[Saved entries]
[Start of Attachment]

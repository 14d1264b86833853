pub mod catalog;
pub mod classifier;

pub use catalog::{CatalogError, FamilyId, PotionCatalog, PotionDefinition, PotionFamily};
pub use classifier::{ClassifyError, Classifier, ItemForms};
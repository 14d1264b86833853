use std::sync::Arc;
use thiserror::Error;

use crate::items::ItemDefinitions;
use crate::potions::catalog::{PotionCatalog, PotionDefinition};
use crate::types::ItemId;
use crate::utils::remove_color_tags;

#[derive(Debug, Clone, Copy, PartialEq, Eq, Error)]
pub enum ClassifyError {
    #[error("Item {0} has no noted form")]
    NoNotedForm(ItemId),
    #[error("Noted item {0} has no unnoted form")]
    NoUnnotedForm(ItemId),
}

/// Both forms of an item, as searched by the inventory simulator
#[derive(Debug, Clone, Copy, PartialEq, Eq)]
pub struct ItemForms {
    pub unnoted: ItemId,
    pub noted: Option<ItemId>,
}

/// Resolves item ids against the potion catalog and item definitions
#[derive(Clone)]
pub struct Classifier {
    catalog: Arc<PotionCatalog>,
    items: Arc<dyn ItemDefinitions + Send + Sync>,
}

impl Classifier {
    pub fn new(catalog: Arc<PotionCatalog>, items: Arc<dyn ItemDefinitions + Send + Sync>) -> Self {
        Self { catalog, items }
    }

    pub fn catalog(&self) -> &PotionCatalog {
        &self.catalog
    }

    /// Potion variant for any form of `item`; `None` if it is not a potion
    pub fn family_of(&self, item: ItemId) -> Result<Option<&PotionDefinition>, ClassifyError> {
        let unnoted = self.unnoted_id_of(item)?;
        Ok(self.catalog.definition(unnoted))
    }

    pub fn noted_id_of(&self, item: ItemId) -> Result<ItemId, ClassifyError> {
        if self.items.is_noted(item) {
            return Ok(item);
        }
        self.items
            .linked_note_id(item)
            .ok_or(ClassifyError::NoNotedForm(item))
    }

    pub fn unnoted_id_of(&self, item: ItemId) -> Result<ItemId, ClassifyError> {
        if !self.items.is_noted(item) {
            return Ok(item);
        }
        self.items
            .linked_note_id(item)
            .ok_or(ClassifyError::NoUnnotedForm(item))
    }

    /// Both forms of `item`; items without a noted form (coins) only have one
    pub fn forms_of(&self, item: ItemId) -> ItemForms {
        let unnoted = self.unnoted_id_of(item).unwrap_or(item);
        ItemForms {
            unnoted,
            noted: self.noted_id_of(unnoted).ok(),
        }
    }

    pub fn display_name(&self, item: ItemId) -> String {
        self.items
            .display_name(item)
            .map(|name| remove_color_tags(&name))
            .unwrap_or_else(|| format!("Item #{}", item))
    }
}

#[cfg(test)]
mod tests {
    use super::*;
    use crate::items::ItemDefinitionTable;

    fn classifier() -> Classifier {
        let items = ItemDefinitionTable::builtin().unwrap();
        Classifier::new(PotionCatalog::builtin(), Arc::new(items))
    }

    #[test]
    fn test_noted_and_unnoted_ids() {
        let classifier = classifier();
        assert_eq!(classifier.noted_id_of(ItemId(2428)), Ok(ItemId(2429)));
        assert_eq!(classifier.noted_id_of(ItemId(2429)), Ok(ItemId(2429)));
        assert_eq!(classifier.unnoted_id_of(ItemId(2429)), Ok(ItemId(2428)));
        assert_eq!(classifier.unnoted_id_of(ItemId(2428)), Ok(ItemId(2428)));
    }

    #[test]
    fn test_missing_noted_form_is_an_error() {
        let classifier = classifier();
        assert_eq!(
            classifier.noted_id_of(ItemId(995)),
            Err(ClassifyError::NoNotedForm(ItemId(995)))
        );
    }

    #[test]
    fn test_item_without_note() {
        let mut table = ItemDefinitionTable::new();
        table.insert_item(11, "Untradeable", None);
        let classifier = Classifier::new(PotionCatalog::builtin(), Arc::new(table));
        assert_eq!(classifier.unnoted_id_of(ItemId(11)), Ok(ItemId(11)));
        assert_eq!(
            classifier.noted_id_of(ItemId(11)),
            Err(ClassifyError::NoNotedForm(ItemId(11)))
        );
    }

    #[test]
    fn test_family_of_resolves_noted_potions() {
        let classifier = classifier();
        let def = classifier.family_of(ItemId(2429)).unwrap().unwrap();
        assert_eq!(def.item_id, ItemId(2428));
        assert_eq!(def.doses, 4);
        assert_eq!(classifier.family_of(ItemId(229)), Ok(None));
    }

    /// Item data where every id is a note with no link back
    struct OrphanNotes;

    impl ItemDefinitions for OrphanNotes {
        fn is_noted(&self, _item: ItemId) -> bool {
            true
        }

        fn linked_note_id(&self, _item: ItemId) -> Option<ItemId> {
            None
        }

        fn display_name(&self, _item: ItemId) -> Option<String> {
            None
        }
    }

    #[test]
    fn test_family_of_reports_missing_unnoted_form() {
        let classifier = Classifier::new(PotionCatalog::builtin(), Arc::new(OrphanNotes));
        assert_eq!(
            classifier.family_of(ItemId(2429)),
            Err(ClassifyError::NoUnnotedForm(ItemId(2429)))
        );
    }

    #[test]
    fn test_forms_of() {
        let classifier = classifier();
        assert_eq!(
            classifier.forms_of(ItemId(230)),
            ItemForms {
                unnoted: ItemId(229),
                noted: Some(ItemId(230))
            }
        );
        assert_eq!(
            classifier.forms_of(ItemId(995)),
            ItemForms {
                unnoted: ItemId(995),
                noted: None
            }
        );
    }

    #[test]
    fn test_display_name_fallback() {
        let classifier = classifier();
        assert_eq!(classifier.display_name(ItemId(2429)), "Attack potion(4)");
        assert_eq!(classifier.display_name(ItemId(9_999_999)), "Item #9999999");

        let mut table = ItemDefinitionTable::new();
        table.insert_item(5, "<col=ff9040>Tagged</col>", None);
        let classifier = Classifier::new(PotionCatalog::builtin(), Arc::new(table));
        assert_eq!(classifier.display_name(ItemId(5)), "Tagged");
    }
}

[End of Attachment]

TASK GOAL: Could you restate every record word for word?

WRITTEN SOLUTION:
repository 14d1264b86833853
pub mod catalog;
pub mod classifier;

pub use catalog::{CatalogError, FamilyId, PotionCatalog, PotionDefinition, PotionFamily};
pub use classifier::{ClassifyError, Classifier, ItemForms};
repository 14d1264b86833853
use std::sync::Arc;
use thiserror::Error;

use crate::items::ItemDefinitions;
use crate::potions::catalog::{PotionCatalog, PotionDefinition};
use crate::types::ItemId;
use crate::utils::remove_color_tags;

#[derive(Debug, Clone, Copy, PartialEq, Eq, Error)]
pub enum ClassifyError {
    #[error("Item {0} has no noted form")]
    NoNotedForm(ItemId),
    #[error("Noted item {0} has no unnoted form")]
    NoUnnotedForm(ItemId),
}

/// Both forms of an item, as searched by the inventory simulator
#[derive(Debug, Clone, Copy, PartialEq, Eq)]
pub struct ItemForms {
    pub unnoted: ItemId,
    pub noted: Option<ItemId>,
}

/// Resolves item ids against the potion catalog and item definitions
#[derive(Clone)]
pub struct Classifier {
    catalog: Arc<PotionCatalog>,
    items: Arc<dyn ItemDefinitions + Send + Sync>,
}

impl Classifier {
    pub fn new(catalog: Arc<PotionCatalog>, items: Arc<dyn ItemDefinitions + Send + Sync>) -> Self {
        Self { catalog, items }
    }

    pub fn catalog(&self) -> &PotionCatalog {
        &self.catalog
    }

    /// Potion variant for any form of `item`; `None` if it is not a potion
    pub fn family_of(&self, item: ItemId) -> Result<Option<&PotionDefinition>, ClassifyError> {
        let unnoted = self.unnoted_id_of(item)?;
        Ok(self.catalog.definition(unnoted))
    }

    pub fn noted_id_of(&self, item: ItemId) -> Result<ItemId, ClassifyError> {
        if self.items.is_noted(item) {
            return Ok(item);
        }
        self.items
            .linked_note_id(item)
            .ok_or(ClassifyError::NoNotedForm(item))
    }

    pub fn unnoted_id_of(&self, item: ItemId) -> Result<ItemId, ClassifyError> {
        if !self.items.is_noted(item) {
            return Ok(item);
        }
        self.items
            .linked_note_id(item)
            .ok_or(ClassifyError::NoUnnotedForm(item))
    }

    /// Both forms of `item`; items without a noted form (coins) only have one
    pub fn forms_of(&self, item: ItemId) -> ItemForms {
        let unnoted = self.unnoted_id_of(item).unwrap_or(item);
        ItemForms {
            unnoted,
            noted: self.noted_id_of(unnoted).ok(),
        }
    }

    pub fn display_name(&self, item: ItemId) -> String {
        self.items
            .display_name(item)
            .map(|name| remove_color_tags(&name))
            .unwrap_or_else(|| format!("Item #{}", item))
    }
}

#[cfg(test)]
mod tests {
    use super::*;
    use crate::items::ItemDefinitionTable;

    fn classifier() -> Classifier {
        let items = ItemDefinitionTable::builtin().unwrap();
        Classifier::new(PotionCatalog::builtin(), Arc::new(items))
    }

    #[test]
    fn test_noted_and_unnoted_ids() {
        let classifier = classifier();
        assert_eq!(classifier.noted_id_of(ItemId(2428)), Ok(ItemId(2429)));
        assert_eq!(classifier.noted_id_of(ItemId(2429)), Ok(ItemId(2429)));
        assert_eq!(classifier.unnoted_id_of(ItemId(2429)), Ok(ItemId(2428)));
        assert_eq!(classifier.unnoted_id_of(ItemId(2428)), Ok(ItemId(2428)));
    }

    #[test]
    fn test_missing_noted_form_is_an_error() {
        let classifier = classifier();
        assert_eq!(
            classifier.noted_id_of(ItemId(995)),
            Err(ClassifyError::NoNotedForm(ItemId(995)))
        );
    }

    #[test]
    fn test_item_without_note() {
        let mut table = ItemDefinitionTable::new();
        table.insert_item(11, "Untradeable", None);
        let classifier = Classifier::new(PotionCatalog::builtin(), Arc::new(table));
        assert_eq!(classifier.unnoted_id_of(ItemId(11)), Ok(ItemId(11)));
        assert_eq!(
            classifier.noted_id_of(ItemId(11)),
            Err(ClassifyError::NoNotedForm(ItemId(11)))
        );
    }

    #[test]
    fn test_family_of_resolves_noted_potions() {
        let classifier = classifier();
        let def = classifier.family_of(ItemId(2429)).unwrap().unwrap();
        assert_eq!(def.item_id, ItemId(2428));
        assert_eq!(def.doses, 4);
        assert_eq!(classifier.family_of(ItemId(229)), Ok(None));
    }

    /// Item data where every id is a note with no link back
    struct OrphanNotes;

    impl ItemDefinitions for OrphanNotes {
        fn is_noted(&self, _item: ItemId) -> bool {
            true
        }

        fn linked_note_id(&self, _item: ItemId) -> Option<ItemId> {
            None
        }

        fn display_name(&self, _item: ItemId) -> Option<String> {
            None
        }
    }

    #[test]
    fn test_family_of_reports_missing_unnoted_form() {
        let classifier = Classifier::new(PotionCatalog::builtin(), Arc::new(OrphanNotes));
        assert_eq!(
            classifier.family_of(ItemId(2429)),
            Err(ClassifyError::NoUnnotedForm(ItemId(2429)))
        );
    }

    #[test]
    fn test_forms_of() {
        let classifier = classifier();
        assert_eq!(
            classifier.forms_of(ItemId(230)),
            ItemForms {
                unnoted: ItemId(229),
                noted: Some(ItemId(230))
            }
        );
        assert_eq!(
            classifier.forms_of(ItemId(995)),
            ItemForms {
                unnoted: ItemId(995),
                noted: None
            }
        );
    }

    #[test]
    fn test_display_name_fallback() {
        let classifier = classifier();
        assert_eq!(classifier.display_name(ItemId(2429)), "Attack potion(4)");
        assert_eq!(classifier.display_name(ItemId(9_999_999)), "Item #9999999");

        let mut table = ItemDefinitionTable::new();
        table.insert_item(5, "<col=ff9040>Tagged</col>", None);
        let classifier = Classifier::new(PotionCatalog::builtin(), Arc::new(table));
        assert_eq!(classifier.display_name(ItemId(5)), "Tagged");
    }
}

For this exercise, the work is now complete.